Just then another Japanese soldier charged out of the darkness, bayonet glistening, and thrust it into Turkowski's side.
"I pushed the dead Jap out of the hole and turned back on my elbows and looked up and there was another damn Jap," says Black.
Turkowski had been bayoneted, perhaps dead. Looking up, Black saw a Japanese soldier standing over him, bayonet at ready. Black couldn't move, he didn't have time. He saw the shiny blade coming toward him, then he felt it tear into his stomach.
“I couldn't do a thing. I eased back and didn't utter a sound," says Black. "I made him think he had already killed me. He took the dead Jap and carried him with him."
A corpsman came up later that night and put battle dressing on Black and Turkowski. "I told the corpsman to take Turk out first."

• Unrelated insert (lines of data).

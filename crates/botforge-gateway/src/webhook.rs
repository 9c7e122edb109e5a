// SPDX-FileCopyrightText: 2026 Botforge Contributors
// SPDX-License-Identifier: MIT OR Apache-2.0

//! Webhook receiver for inbound messaging-platform updates.
//!
//! Invoked by the platform once per inbound message. The reply is a
//! hard-coded stand-in for executing the generated code; when no generated
//! file is stored yet, a default greeting is sent instead of failing the
//! request.

use axum::extract::{Path, State};
use axum::Json;
use botforge_core::types::now_rfc3339;
use serde::Deserialize;
use serde_json::{json, Value};
use tracing::{debug, warn};

use crate::error::WebhookError;
use crate::server::GatewayState;

/// The subset of a platform update the receiver cares about.
#[derive(Debug, Deserialize)]
pub struct WebhookUpdate {
    #[serde(default)]
    pub message: Option<UpdateMessage>,
}

#[derive(Debug, Deserialize)]
pub struct UpdateMessage {
    pub chat: UpdateChat,
    #[serde(default)]
    pub text: Option<String>,
}

#[derive(Debug, Deserialize)]
pub struct UpdateChat {
    pub id: i64,
}

/// POST /webhook/{bot_id}
///
/// Replies `{ok: true}` on every handled path; only a missing bot record
/// fails the request.
pub async fn post_webhook(
    State(state): State<GatewayState>,
    Path(bot_id): Path<String>,
    Json(update): Json<WebhookUpdate>,
) -> Result<Json<Value>, WebhookError> {
    let store = state.orchestrator.store();
    let bot = store.require_bot(&bot_id).await?;

    let Some(message) = update.message else {
        // Non-message updates (edits, callbacks) are acknowledged and dropped.
        debug!(bot_id, "update without message; ignoring");
        return Ok(Json(json!({ "ok": true })));
    };
    let text = message.text.unwrap_or_default();

    let reply = match store.get_file(&bot_id, "main.py").await? {
        Some(_) => format!("[{}] received: {text}", bot.name),
        None => format!(
            "Hello! I'm {}. My code isn't ready yet, please try again soon.",
            bot.name
        ),
    };

    state
        .telegram
        .send_message(&bot.token, message.chat.id, &reply)
        .await
        .map_err(|e| {
            warn!(bot_id, error = %e, "reply delivery failed");
            e
        })?;

    let line = format!("[{}] message handled, replied {} chars", now_rfc3339(), reply.len());
    store
        .append_log_lines(&bot_id, std::slice::from_ref(&line))
        .await?;
    store.touch_activity(&bot_id).await?;

    Ok(Json(json!({ "ok": true })))
}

"No, Black you go first," Turk said.
"No, I outrank you."
They carried Turkowski out on a poncho and returned later with a stretcher and took Black to an aid station where he was deposited on top of ammo boxes and administered morphine.
"I was soaking wet and chilly," remembers Black. "They put a blanket on me and I dozed off."
He awoke and asked corpsman for a rifle or pistol. In the event Japanese overran the aid station, Black wasn't going to die without a fight. "I knew a stomach wound was real bad and I figured I wasn't going to make it -- so that was it." He felt around and found a carbine on the ground, but it didn't have a magazine in it.
When morning came, Black and Turkowski were evacuated to a hospital ship where both underwent surgery. Turkowski asked the doctor about Black's condition. "He's got a pretty slim chance," the doctor said.
Black, his lung almost collapsed and diaphragm punctured, woke that night aboard ship. "First thing I heard was 'smoking lamps out and batten down all hatches.'"
He was transferred by basket and cable to another ship at sea and carried to a hospital on New Hebrides Island. His weight dropped to 112, a loss of 50 pounds and he was so weak he couldn't do an about face when he received his Purple Heart.
Before the war ended on Sept. 2, 1945, the 4th Division would engage in some of the bloodiest combat in the Pacific and suffer the highest casualty rates of any marine division. Of the 81,718 men who saw actions one or more times, 17,722 were casualties, a total of 21.6 percent.